Dr Jason Chan of the Chemistry Department is passionate about sharing knowledge with the new generation, but underpinning this obsession is love and respect for chemicals.

He might look like an ordinary professor but Dr Jason Chan is a lively spark. The Hong Kong native is in the limelight promoting chemistry on TV shows including TVB’s “Scoop” and “Sidewalk Scientist”. However, he got a start in very humble beginnings, with home experiments in his washroom.

“I’m a collector of the elements, and as a high school student I was once making bromine, a very corrosive liquid, for my elements collection and after sealing the liquid into glass ampoules, I found one had not been sealed properly,” he says.

Jason says the bromine spilled on his finger, which burnt his skin and landed him in A&E. “It taught me an important lesson which I always share with my students – respect the chemicals and get to know their personalities – with good chemistry training, you will know how to handle them properly,” he adds.

The early experimentation led Jason on a path from Hong Kong to Cambridge and St. Andrews, and back to HKUST as a popular teacher and winner of the Common Core Teaching Excellence Award 2016. Here, he has clearly found the right balance to thrive. “What I love about HKUST is that we have an amazing learning experience in Asia, that has the intensity and character of the international institutions which I studied in,” Jason says.

Jason sees the key to innovation, discovery and inspiring students as providing a well-rounded approach to learning, something that HKUST encourages with cross-faculty courses. “I love the opportunities to teach with colleagues in Physics and Mathematics where we focus on helping students develop into good, innovative science educators,” he says. Learning can also come from the most interesting of avenues, and Jason uses unusual activities to inspire love of chemistry. “Students will be more motivated to learn science if they find the subject interesting,” Jason says. “I show them different chemical reactions in my lectures. And I would let them carry out experiment with an everyday chemical subject together as a group such as crystal growing and tofu pudding making, which helps teach pure science principles but in a relaxed atmosphere that is almost hobby-like. The students who complete the best projects will also get a prize,” he adds.

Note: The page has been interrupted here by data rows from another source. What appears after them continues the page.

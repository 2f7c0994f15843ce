//! Metrics records, the sink they are delivered to, and the window formulas.
//!
//! A closed statistics window produces a [`WindowMetrics`]; attaching a
//! timestamp and peer turns it into an immutable [`MetricsRecord`] which is
//! handed to a [`MetricsSink`].
//!
//! # Formulas
//!
//! - bandwidth (Mbps) = `bytes * 8 / (elapsed_secs * 1e6)`
//! - span loss (%) = `(1 - received / (max(seq) - min(seq) + 1)) * 100`
//! - arrival jitter (ms) = mean of `|gap - expected_interval|` over consecutive arrivals
//! - round-trip jitter (ms) = mean of `|rtt[i] - rtt[i-1]|` over consecutive samples
//!
//! Window lengths at or below [`MIN_ELAPSED_SECS`] are floored to it so a window
//! closed in the same instant it opened never divides by zero.

use chrono::{DateTime, Utc};
use serde::{Deserialize, Serialize};
use std::net::SocketAddr;
use std::sync::Arc;
use std::time::{Duration, Instant};

/// Smallest window length used as a divisor, in seconds
pub const MIN_ELAPSED_SECS: f64 = 1e-6;

/// Metrics computed from one closed window. Absent fields were not computable.
#[derive(Debug, Clone, Copy, PartialEq, Default, Serialize, Deserialize)]
pub struct WindowMetrics {
    pub bandwidth_mbps: Option<f64>,
    pub loss_percent: Option<f64>,
    pub jitter_ms: Option<f64>,
}

impl WindowMetrics {
    /// Bandwidth-only metrics, used by the send-side and TCP reports.
    pub fn bandwidth_only(bandwidth_mbps: f64) -> Self {
        Self {
            bandwidth_mbps: Some(bandwidth_mbps),
            ..Default::default()
        }
    }

    /// Stamps the metrics with the current wall-clock time and the peer they describe.
    pub fn into_record(self, peer: SocketAddr) -> MetricsRecord {
        MetricsRecord {
            timestamp: Utc::now(),
            peer,
            bandwidth_mbps: self.bandwidth_mbps,
            loss_percent: self.loss_percent,
            jitter_ms: self.jitter_ms,
        }
    }
}

/// One emitted measurement for one peer and one window
#[derive(Debug, Clone, PartialEq, Serialize, Deserialize)]
pub struct MetricsRecord {
    pub timestamp: DateTime<Utc>,
    pub peer: SocketAddr,
    #[serde(skip_serializing_if = "Option::is_none")]
    pub bandwidth_mbps: Option<f64>,
    #[serde(skip_serializing_if = "Option::is_none")]
    pub loss_percent: Option<f64>,
    #[serde(skip_serializing_if = "Option::is_none")]
    pub jitter_ms: Option<f64>,
}

impl MetricsRecord {
    pub fn metrics(&self) -> WindowMetrics {
        WindowMetrics {
            bandwidth_mbps: self.bandwidth_mbps,
            loss_percent: self.loss_percent,
            jitter_ms: self.jitter_ms,
        }
    }
}

/// Receiver of closed-window records.
///
/// Implemented for any `Fn(MetricsRecord)` closure, so tests and embedders can
/// collect records without writing a type.
///
/// # Examples
///
/// ```
/// use netmeter::metrics::{MetricsRecord, MetricsSink};
/// use std::sync::{Arc, Mutex};
///
/// let seen = Arc::new(Mutex::new(Vec::new()));
/// let seen_clone = seen.clone();
/// let sink = move |record: MetricsRecord| seen_clone.lock().unwrap().push(record);
/// sink.summarize();
/// assert!(seen.lock().unwrap().is_empty());
/// ```
pub trait MetricsSink: Send + Sync {
    /// Called once per closed window.
    fn record(&self, record: MetricsRecord);

    /// Called once at the end of a run.
    fn summarize(&self) {}
}

impl<F> MetricsSink for F
where
    F: Fn(MetricsRecord) + Send + Sync,
{
    fn record(&self, record: MetricsRecord) {
        self(record)
    }
}

pub type SinkRef = Arc<dyn MetricsSink>;

/// Window length in seconds, floored at [`MIN_ELAPSED_SECS`].
pub fn elapsed_secs(window: Duration) -> f64 {
    window.as_secs_f64().max(MIN_ELAPSED_SECS)
}

pub fn bandwidth_mbps(bytes: u64, elapsed_secs: f64) -> f64 {
    (bytes as f64 * 8.0) / (elapsed_secs.max(MIN_ELAPSED_SECS) * 1_000_000.0)
}

/// Loss inferred from the observed sequence span.
///
/// Order does not matter, so reordered windows are handled. Returns `None` for
/// an empty window. Duplicated sequences could push the received count above
/// the span; the result is clamped at zero.
pub fn span_loss_percent(sequences: &[u32]) -> Option<f64> {
    let min = *sequences.iter().min()?;
    let max = *sequences.iter().max()?;
    let expected = (max - min) as f64 + 1.0;
    let received = sequences.len() as f64;
    Some(((1.0 - received / expected) * 100.0).max(0.0))
}

/// Mean deviation of arrival gaps from the pacing interval, in milliseconds.
///
/// `arrivals` must be in receipt order. Fewer than two arrivals yield 0.
pub fn arrival_jitter_ms(arrivals: &[Instant], expected_interval: Duration) -> f64 {
    if arrivals.len() < 2 {
        return 0.0;
    }

    let expected = expected_interval.as_secs_f64();
    let total: f64 = arrivals
        .windows(2)
        .map(|pair| {
            let gap = pair[1].saturating_duration_since(pair[0]).as_secs_f64();
            (gap - expected).abs()
        })
        .sum();

    total / (arrivals.len() - 1) as f64 * 1000.0
}

/// Mean absolute difference between consecutive round-trip samples, in milliseconds.
///
/// Fewer than two samples yield 0.
pub fn rtt_jitter_ms(rtts: &[Duration]) -> f64 {
    if rtts.len() < 2 {
        return 0.0;
    }

    let total: f64 = rtts
        .windows(2)
        .map(|pair| (pair[1].as_secs_f64() - pair[0].as_secs_f64()).abs())
        .sum();

    total / (rtts.len() - 1) as f64 * 1000.0
}

#[cfg(test)]
mod tests {
    use super::*;
    use proptest::prelude::*;

    fn approx(a: f64, b: f64) -> bool {
        (a - b).abs() < 1e-9
    }

    #[test]
    fn test_bandwidth() {
        // 10 datagrams of 1472 bytes in 10 ms
        assert!(approx(bandwidth_mbps(14_720, 0.01), 11.776));
        assert!(approx(bandwidth_mbps(125_000, 1.0), 1.0));
    }

    #[test]
    fn test_elapsed_floor() {
        assert_eq!(elapsed_secs(Duration::ZERO), MIN_ELAPSED_SECS);
        assert_eq!(elapsed_secs(Duration::from_secs(2)), 2.0);
        assert!(bandwidth_mbps(1, 0.0).is_finite());
    }

    #[test]
    fn test_span_loss_with_gap() {
        assert!(approx(span_loss_percent(&[1, 2, 4, 5]).unwrap(), 20.0));
    }

    #[test]
    fn test_span_loss_reordered() {
        assert!(approx(span_loss_percent(&[5, 1, 4, 2]).unwrap(), 20.0));
        assert_eq!(span_loss_percent(&[3, 2, 1]), Some(0.0));
    }

    #[test]
    fn test_span_loss_empty_and_single() {
        assert_eq!(span_loss_percent(&[]), None);
        assert_eq!(span_loss_percent(&[9]), Some(0.0));
    }

    #[test]
    fn test_span_loss_duplicates_clamped() {
        assert_eq!(span_loss_percent(&[1, 1, 2]), Some(0.0));
    }

    #[test]
    fn test_arrival_jitter_perfect_pacing() {
        let base = Instant::now();
        let step = Duration::from_millis(10);
        let arrivals: Vec<Instant> = (0..5).map(|i| base + step * i).collect();
        assert!(approx(arrival_jitter_ms(&arrivals, step), 0.0));
    }

    #[test]
    fn test_arrival_jitter_deviation() {
        let base = Instant::now();
        let arrivals = [
            base,
            base + Duration::from_millis(12),
            base + Duration::from_millis(20),
        ];
        // gaps 12 ms and 8 ms against 10 ms expected
        let jitter = arrival_jitter_ms(&arrivals, Duration::from_millis(10));
        assert!((jitter - 2.0).abs() < 1e-6);
    }

    #[test]
    fn test_jitter_needs_two_samples() {
        assert_eq!(arrival_jitter_ms(&[Instant::now()], Duration::from_millis(1)), 0.0);
        assert_eq!(arrival_jitter_ms(&[], Duration::from_millis(1)), 0.0);
        assert_eq!(rtt_jitter_ms(&[Duration::from_millis(3)]), 0.0);
    }

    #[test]
    fn test_rtt_jitter() {
        let rtts = [
            Duration::from_millis(10),
            Duration::from_millis(14),
            Duration::from_millis(12),
        ];
        assert!((rtt_jitter_ms(&rtts) - 3.0).abs() < 1e-6);
    }

    #[test]
    fn test_closure_sink() {
        use std::sync::Mutex;

        let seen = Arc::new(Mutex::new(Vec::new()));
        let seen_clone = seen.clone();
        let sink: SinkRef = Arc::new(move |record: MetricsRecord| {
            seen_clone.lock().unwrap().push(record);
        });

        let peer: SocketAddr = "127.0.0.1:5001".parse().unwrap();
        sink.record(WindowMetrics::bandwidth_only(1.5).into_record(peer));

        let seen = seen.lock().unwrap();
        assert_eq!(seen.len(), 1);
        assert_eq!(seen[0].peer, peer);
        assert_eq!(seen[0].bandwidth_mbps, Some(1.5));
        assert_eq!(seen[0].loss_percent, None);
    }

    proptest! {
        /// Loss stays in [0, 100) for any non-empty set of distinct sequences
        #[test]
        fn prop_span_loss_bounded(seqs in proptest::collection::hash_set(1u32..100_000, 1..200)) {
            let seqs: Vec<u32> = seqs.into_iter().collect();
            let loss = span_loss_percent(&seqs).unwrap();
            prop_assert!(loss >= 0.0);
            prop_assert!(loss < 100.0);
        }

        /// Jitter is never negative
        #[test]
        fn prop_jitter_non_negative(
            gaps in proptest::collection::vec(0u64..50_000, 0..64),
            expected_us in 1u64..50_000,
        ) {
            let base = Instant::now();
            let mut at = base;
            let mut arrivals = vec![base];
            for gap in &gaps {
                at += Duration::from_micros(*gap);
                arrivals.push(at);
            }
            prop_assert!(arrival_jitter_ms(&arrivals, Duration::from_micros(expected_us)) >= 0.0);

            let rtts: Vec<Duration> = gaps.iter().map(|g| Duration::from_micros(*g)).collect();
            prop_assert!(rtt_jitter_ms(&rtts) >= 0.0);
        }
    }
}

For Jason, it is something desperately needed in Hong Kong. “Public science can be developed much better, with more resources placed into innovative use of media to remove the traditional boundaries,” he says.

It is clear that Jason’s mission to bridge the gap is just beginning. “I am passionate for experiential learning, where students can be fully engaged in a personal and hands-on project and be inspired by the experience.”

With Jason here, HKUST’s science students can look forward to having a love for science in their lives.